AI Just Copied Tolkien 🤯🔥 Genius? 😱

AI

🎧English flagFrench flagGerman flagSpanish flag

Summary

Researchers at Stanford and Yale Universities recently explored the ability of large language models to generate extensive text, drawing from works like *A Game of Thrones* and *The Hobbit*. Experiments revealed that models from OpenAI, Google, Meta, Anthropic, and xAI could produce thousands of words, with Gemini 2.5 achieving high accuracy recalling *Harry Potter and the Philosopher’s Stone*. Notably, Claude 3.7 Sonnet from Anthropic was successfully “jailbroken” to reproduce *The Hobbit* nearly verbatim. Existing research indicates that “open” models, such as Llama, retain significant portions of training data. Legal challenges surrounding these models’ training, including a $1.5 billion settlement related to copyrighted material and a German ruling against OpenAI, highlight ongoing concerns about copyright infringement.
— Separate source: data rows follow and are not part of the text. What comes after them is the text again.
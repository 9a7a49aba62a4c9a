//! Four-corner polygons and the observations built on them.

use nalgebra::Point2;

use crate::geometry::rect::Rect;

/// Four ordered corners: top-left, top-right, bottom-right, bottom-left.
///
/// Coordinates are in whichever space the owner works in (normalized
/// detector space for observations, pixels inside the engines). With the y
/// axis pointing down, the canonical order winds clockwise and
/// [`Quad::signed_area`] is positive.
#[derive(Debug, Clone, Copy, PartialEq)]
pub struct Quad {
    pub points: [Point2<f32>; 4],
}

impl Quad {
    pub fn new(
        top_left: Point2<f32>,
        top_right: Point2<f32>,
        bottom_right: Point2<f32>,
        bottom_left: Point2<f32>,
    ) -> Self {
        Self {
            points: [top_left, top_right, bottom_right, bottom_left],
        }
    }

    pub fn from_points(points: [Point2<f32>; 4]) -> Self {
        Self { points }
    }

    /// Axis-aligned quad covering `rect`.
    pub fn from_rect(rect: &Rect) -> Self {
        Self::from_points(rect.corners().map(|(x, y)| Point2::new(x, y)))
    }

    #[inline]
    pub fn top_left(&self) -> Point2<f32> {
        self.points[0]
    }

    #[inline]
    pub fn top_right(&self) -> Point2<f32> {
        self.points[1]
    }

    #[inline]
    pub fn bottom_right(&self) -> Point2<f32> {
        self.points[2]
    }

    #[inline]
    pub fn bottom_left(&self) -> Point2<f32> {
        self.points[3]
    }

    /// Shoelace area, positive for clockwise winding in y-down coordinates.
    pub fn signed_area(&self) -> f32 {
        let mut acc = 0.0;
        for i in 0..4 {
            let a = self.points[i];
            let b = self.points[(i + 1) % 4];
            acc += a.x * b.y - b.x * a.y;
        }
        acc / 2.0
    }

    #[inline]
    pub fn area(&self) -> f32 {
        self.signed_area().abs()
    }

    pub fn perimeter(&self) -> f32 {
        (0..4)
            .map(|i| (self.points[(i + 1) % 4] - self.points[i]).norm())
            .sum()
    }

    pub fn is_finite(&self) -> bool {
        self.points.iter().all(|p| p.x.is_finite() && p.y.is_finite())
    }

    /// True when every turn has the same non-zero orientation.
    pub fn is_convex(&self) -> bool {
        let mut sign = 0.0f32;
        for i in 0..4 {
            let a = self.points[i];
            let b = self.points[(i + 1) % 4];
            let c = self.points[(i + 2) % 4];
            let cross = (b - a).perp(&(c - b));
            if cross.abs() <= f32::EPSILON {
                return false;
            }
            if sign == 0.0 {
                sign = cross.signum();
            } else if cross.signum() != sign {
                return false;
            }
        }
        true
    }

    /// Interior angle at each corner, in degrees.
    pub fn corner_angles(&self) -> [f32; 4] {
        let mut angles = [0.0; 4];
        for (i, angle) in angles.iter_mut().enumerate() {
            let corner = self.points[i];
            let prev = self.points[(i + 3) % 4] - corner;
            let next = self.points[(i + 1) % 4] - corner;
            let denom = prev.norm() * next.norm();
            *angle = if denom > 0.0 {
                (prev.dot(&next) / denom).clamp(-1.0, 1.0).acos().to_degrees()
            } else {
                0.0
            };
        }
        angles
    }

    /// Largest deviation of any corner angle from 90 degrees.
    pub fn max_right_angle_deviation(&self) -> f32 {
        self.corner_angles()
            .iter()
            .map(|a| (a - 90.0).abs())
            .fold(0.0, f32::max)
    }

    pub fn bounding_rect(&self) -> Rect {
        let [a, b, c, d] = self.points;
        Rect::from_tlbr(
            a.x.min(b.x).min(c.x).min(d.x),
            a.y.min(b.y).min(c.y).min(d.y),
            a.x.max(b.x).max(c.x).max(d.x),
            a.y.max(b.y).max(c.y).max(d.y),
        )
    }

    /// Scale each axis independently, e.g. pixels to normalized space.
    pub fn scaled(&self, sx: f32, sy: f32) -> Self {
        Self::from_points(self.points.map(|p| Point2::new(p.x * sx, p.y * sy)))
    }
}

/// A detected or tracked rectangle with its confidence.
///
/// Observations are values: an update produces a new observation rather
/// than editing the previous one.
#[derive(Debug, Clone, Copy, PartialEq)]
pub struct QuadObservation {
    /// Corners in normalized detector space: `x = col / width`,
    /// `y = row / height`, origin at the top-left of the raw buffer.
    /// Engines that report with a bottom-left origin flip `y` to `1 - y`
    /// before building observations.
    pub quad: Quad,
    /// Confidence score in `[0.0, 1.0]`.
    pub confidence: f32,
}

impl QuadObservation {
    /// Create an observation, clamping `confidence` into `[0.0, 1.0]`.
    /// A NaN confidence becomes `0.0`.
    pub fn new(quad: Quad, confidence: f32) -> Self {
        let confidence = if confidence.is_nan() {
            0.0
        } else {
            confidence.clamp(0.0, 1.0)
        };
        Self { quad, confidence }
    }
}

#[cfg(test)]
mod tests {
    use super::*;
    use approx::assert_relative_eq;

    fn unit_square() -> Quad {
        Quad::from_rect(&Rect::new(0.0, 0.0, 1.0, 1.0))
    }

    #[test]
    fn test_signed_area_is_positive_for_canonical_order() {
        let quad = Quad::from_rect(&Rect::new(2.0, 3.0, 4.0, 5.0));
        assert_relative_eq!(quad.signed_area(), 20.0);
        assert_relative_eq!(quad.perimeter(), 18.0);

        let reversed = Quad::from_points([
            quad.points[0],
            quad.points[3],
            quad.points[2],
            quad.points[1],
        ]);
        assert_relative_eq!(reversed.signed_area(), -20.0);
        assert_relative_eq!(reversed.area(), 20.0);
    }

    #[test]
    fn test_convexity() {
        assert!(unit_square().is_convex());

        let bowtie = Quad::new(
            Point2::new(0.0, 0.0),
            Point2::new(1.0, 1.0),
            Point2::new(1.0, 0.0),
            Point2::new(0.0, 1.0),
        );
        assert!(!bowtie.is_convex());

        let collapsed = Quad::new(
            Point2::new(0.0, 0.0),
            Point2::new(1.0, 0.0),
            Point2::new(2.0, 0.0),
            Point2::new(3.0, 0.0),
        );
        assert!(!collapsed.is_convex());
    }

    #[test]
    fn test_corner_angles() {
        for angle in unit_square().corner_angles() {
            assert_relative_eq!(angle, 90.0, epsilon = 1e-4);
        }
        assert_relative_eq!(unit_square().max_right_angle_deviation(), 0.0, epsilon = 1e-4);

        let skewed = Quad::new(
            Point2::new(0.0, 0.0),
            Point2::new(2.0, 0.0),
            Point2::new(3.0, 1.0),
            Point2::new(1.0, 1.0),
        );
        assert_relative_eq!(skewed.max_right_angle_deviation(), 45.0, epsilon = 1e-3);
    }

    #[test]
    fn test_bounding_rect() {
        let quad = Quad::new(
            Point2::new(1.0, 2.0),
            Point2::new(5.0, 1.0),
            Point2::new(6.0, 7.0),
            Point2::new(0.0, 6.0),
        );
        assert_eq!(quad.bounding_rect().to_tlbr(), [0.0, 1.0, 6.0, 7.0]);
    }

    #[test]
    fn test_observation_clamps_confidence() {
        assert_eq!(QuadObservation::new(unit_square(), 1.7).confidence, 1.0);
        assert_eq!(QuadObservation::new(unit_square(), -0.2).confidence, 0.0);
        assert_eq!(QuadObservation::new(unit_square(), f32::NAN).confidence, 0.0);
        assert_eq!(QuadObservation::new(unit_square(), 0.5).confidence, 0.5);
    }
}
The core issue centers on whether the scale of these reproductions constitutes sufficient infringement to hold developers vicariously liable.

INSIGHTS


[CHAPTER 1: THE REVELATION: MEMORIZATION IN LLMS]
There’s growing evidence that memorization is a bigger thing than previously believed. Large language models (LLMs) from OpenAI, Google, Meta, Anthropic, and xAI are capable of generating near-verbatim copies of bestselling novels, raising significant questions about the industry’s long-held claim that these systems do not store copyrighted works. This revelation challenges a fundamental tenet of AI development and has profound implications for copyright law and the future of AI. Initial skepticism surrounding the extent of this “memorization” ability has been replaced by substantial research confirming its prevalence.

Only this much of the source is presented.